### WHAT YOU SHOULD DO
Exactly as they appear below, repeat the lines from the one with "for browsing contexts." through the one with "pub fn new(id: impl", and no others.

** Opening RECORDED DATA block **

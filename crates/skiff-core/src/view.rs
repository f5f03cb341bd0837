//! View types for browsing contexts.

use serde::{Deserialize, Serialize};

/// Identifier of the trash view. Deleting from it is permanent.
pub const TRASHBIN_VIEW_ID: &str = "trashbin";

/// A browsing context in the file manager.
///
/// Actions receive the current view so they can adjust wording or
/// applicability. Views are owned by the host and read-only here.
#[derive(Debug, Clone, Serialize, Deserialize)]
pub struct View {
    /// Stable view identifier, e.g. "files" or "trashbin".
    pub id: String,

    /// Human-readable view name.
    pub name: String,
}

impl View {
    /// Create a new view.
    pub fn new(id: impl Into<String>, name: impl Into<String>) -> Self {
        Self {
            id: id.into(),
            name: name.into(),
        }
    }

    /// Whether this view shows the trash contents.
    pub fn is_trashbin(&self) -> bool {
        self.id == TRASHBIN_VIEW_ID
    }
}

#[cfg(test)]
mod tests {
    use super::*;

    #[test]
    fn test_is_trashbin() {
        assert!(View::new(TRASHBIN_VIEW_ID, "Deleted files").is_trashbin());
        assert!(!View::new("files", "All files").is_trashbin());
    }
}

** Closing RECORDED DATA block **

### OUTPUT FOR THIS EXERCISE
//! View types for browsing contexts.

use serde::{Deserialize, Serialize};

/// Identifier of the trash view. Deleting from it is permanent.
pub const TRASHBIN_VIEW_ID: &str = "trashbin";

/// A browsing context in the file manager.
///
/// Actions receive the current view so they can adjust wording or
/// applicability. Views are owned by the host and read-only here.
#[derive(Debug, Clone, Serialize, Deserialize)]
pub struct View {
    /// Stable view identifier, e.g. "files" or "trashbin".
    pub id: String,

    /// Human-readable view name.
    pub name: String,
}

impl View {
    /// Create a new view.
    pub fn new(id: impl Into<String>, name: impl Into<String>) -> Self {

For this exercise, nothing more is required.